Como en el resto de las historias, después empezó la falta de información. No conseguía hablar con su padre por más que le llamaba al móvil.
Un día le contactó una enfermera para informarle de que Eduardo se había caído dos veces y para preguntarle si tenía alguna enfermedad.“Mi padre no tenía ninguna, solo estaba en lista de espera para operarse de una catarata en un ojo”, asegura su hija. Ahí empezó a sospechar que tenía covid.

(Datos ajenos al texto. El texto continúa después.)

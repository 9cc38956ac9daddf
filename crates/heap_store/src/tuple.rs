//! Tuple descriptors and heap tuples.

use serde::{Deserialize, Serialize};

use crate::mvcc::Xid;
use crate::types::{Datum, TypeOid};

/// One physical column of a relation.
#[derive(Debug, Clone, PartialEq, Serialize, Deserialize)]
pub struct Attribute {
    pub name: String,
    pub type_oid: TypeOid,
    /// Type modifier, `-1` when unconstrained.
    pub typmod: i32,
    pub not_null: bool,
    /// Dropped columns keep their physical slot but are invisible to queries.
    #[serde(default)]
    pub dropped: bool,
    /// Value reported for tuples written before this column existed.
    #[serde(default)]
    pub missing: Option<Datum>,
}

impl Attribute {
    pub fn new(name: impl Into<String>, type_oid: TypeOid) -> Self {
        Self {
            name: name.into(),
            type_oid,
            typmod: -1,
            not_null: false,
            dropped: false,
            missing: None,
        }
    }

    pub fn with_typmod(mut self, typmod: i32) -> Self {
        self.typmod = typmod;
        self
    }

    pub fn not_null(mut self) -> Self {
        self.not_null = true;
        self
    }

    /// Whether tuples shorter than this attribute must report a stored value
    /// instead of NULL.
    pub fn has_missing(&self) -> bool {
        self.missing.is_some()
    }
}

/// Ordered physical layout of a relation.
#[derive(Debug, Clone, Default, PartialEq, Serialize, Deserialize)]
pub struct TupleDesc {
    pub attrs: Vec<Attribute>,
}

impl TupleDesc {
    pub fn new(attrs: Vec<Attribute>) -> Self {
        Self { attrs }
    }

    /// Number of physical attributes, dropped ones included.
    pub fn natts(&self) -> usize {
        self.attrs.len()
    }

    pub fn attr(&self, attnum: usize) -> Option<&Attribute> {
        self.attrs.get(attnum)
    }

    /// Physical ordinals of the attributes visible to queries.
    pub fn live_attnums(&self) -> impl Iterator<Item = usize> + '_ {
        self.attrs
            .iter()
            .enumerate()
            .filter(|(_, attr)| !attr.dropped)
            .map(|(idx, _)| idx)
    }

    /// Finds a live attribute by case-insensitive name.
    pub fn find_live(&self, name: &str) -> Option<usize> {
        self.live_attnums()
            .find(|idx| self.attrs[*idx].name.eq_ignore_ascii_case(name))
    }
}

/// One stored row version.
///
/// `values.len()` is the number of attributes that existed when the row was
/// written; later attributes are absent from this tuple.
#[derive(Debug, Clone, PartialEq)]
pub struct HeapTuple {
    pub xmin: Xid,
    pub xmax: Option<Xid>,
    pub values: Vec<Option<Datum>>,
}

/// Result of reading one attribute slot of a tuple.
#[derive(Debug, Clone, Copy, PartialEq)]
pub enum AttrSlot<'a> {
    /// The tuple predates the attribute.
    Absent,
    Null,
    Value(&'a Datum),
}

impl HeapTuple {
    pub fn natts(&self) -> usize {
        self.values.len()
    }

    pub fn attr(&self, attnum: usize) -> AttrSlot<'_> {
        match self.values.get(attnum) {
            None => AttrSlot::Absent,
            Some(None) => AttrSlot::Null,
            Some(Some(datum)) => AttrSlot::Value(datum),
        }
    }

    /// Reads an attribute the way the host's own executor does: absent slots
    /// report the attribute's missing value.
    pub fn getattr<'a>(&'a self, desc: &'a TupleDesc, attnum: usize) -> Option<&'a Datum> {
        match self.attr(attnum) {
            AttrSlot::Value(datum) => Some(datum),
            AttrSlot::Null => None,
            AttrSlot::Absent => desc.attr(attnum).and_then(|attr| attr.missing.as_ref()),
        }
    }
}

/// Result tuple under construction, one slot per output column.
#[derive(Debug, Clone, PartialEq)]
pub struct OutputSlot {
    pub types: Vec<TypeOid>,
    pub values: Vec<Option<Datum>>,
}

impl OutputSlot {
    pub fn new(types: Vec<TypeOid>) -> Self {
        let values = vec![None; types.len()];
        Self { types, values }
    }

    pub fn len(&self) -> usize {
        self.values.len()
    }

    pub fn is_empty(&self) -> bool {
        self.values.is_empty()
    }

    /// Writes one column; `None` stores SQL NULL.
    pub fn set(&mut self, column: usize, value: Option<Datum>) -> bool {
        match self.values.get_mut(column) {
            Some(slot) => {
                *slot = value;
                true
            }
            None => false,
        }
    }

    pub fn is_null(&self, column: usize) -> bool {
        matches!(self.values.get(column), Some(None))
    }

    pub fn get(&self, column: usize) -> Option<&Datum> {
        self.values.get(column).and_then(Option::as_ref)
    }

    /// Clears every column back to NULL so the slot can be reused.
    pub fn clear(&mut self) {
        self.values.iter_mut().for_each(|slot| *slot = None);
    }
}

#[cfg(test)]
mod tests {
    use super::*;

    #[test]
    fn absent_attribute_reads_missing_value() {
        let mut added = Attribute::new("c", TypeOid::INT4);
        added.missing = Some(Datum::Int32(7));
        let desc = TupleDesc::new(vec![Attribute::new("a", TypeOid::INT4), added]);
        let tuple = HeapTuple {
            xmin: Xid(1),
            xmax: None,
            values: vec![Some(Datum::Int32(1))],
        };
        assert_eq!(tuple.attr(1), AttrSlot::Absent);
        assert_eq!(tuple.getattr(&desc, 1), Some(&Datum::Int32(7)));
    }

    #[test]
    fn live_attnums_skip_dropped_columns() {
        let mut dropped = Attribute::new("b", TypeOid::TEXT);
        dropped.dropped = true;
        let desc = TupleDesc::new(vec![
            Attribute::new("a", TypeOid::INT4),
            dropped,
            Attribute::new("c", TypeOid::INT8),
        ]);
        assert_eq!(desc.live_attnums().collect::<Vec<_>>(), vec![0, 2]);
        assert_eq!(desc.find_live("C"), Some(2));
        assert_eq!(desc.find_live("b"), None);
    }
}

No pudo hacer ni una videollamada con ellos. En la residencia, cuando le cogían el teléfono, le decían que no llamara, que no daban abasto. Un día por fin, al llamar a su padre, descolgaron, pero no era él. ”Era una chica, nunca supe quién, que estaba con ellos dándoles de comer”, cuenta María. Le pasaron con su padre y este solo alcanzó a decir: “Ay, no puedo… Ay, no puedo”.
Fueron las últimas palabras que escucho de él. Su madre murió el día 6 de abril y su padre, el 8. El cumpleaños de María es el 7, aunque afirma que con esas dos fechas fatídicas asediándolo, ese día “ya no es su cumpleaños”.
Algunas de las pertenencias de sus padres nunca aparecieron, ropa, zapatos, pero lo que más le “duele” a María son las 4 alianzas de sus padres, las de su boda y las del 50 aniversario.
Consiguió que la funeraria organizara un entierro conjunto, algo harto complicado en aquellos días en los que la muerte campaba a sus anchas.
María no se pudo despedir, no supo si estaban juntos en el mismo momento de la muerte, si estaban dormidos o despiertos, de su cabeza no puede quitarse la idea de que fue “un sufrimiento que no está escrito”.
Pide justicia para sus padres, pero no solo por ellos, sino por todos los que murieron de una forma “tan indigna y miserable”, bajo las pautas de un protocolo que los empujaba a la muerte y los discriminaba. Es contundente: “Yo entiendo el triaje, pero no la masacre. Había un protocolo… fue un genocidio”.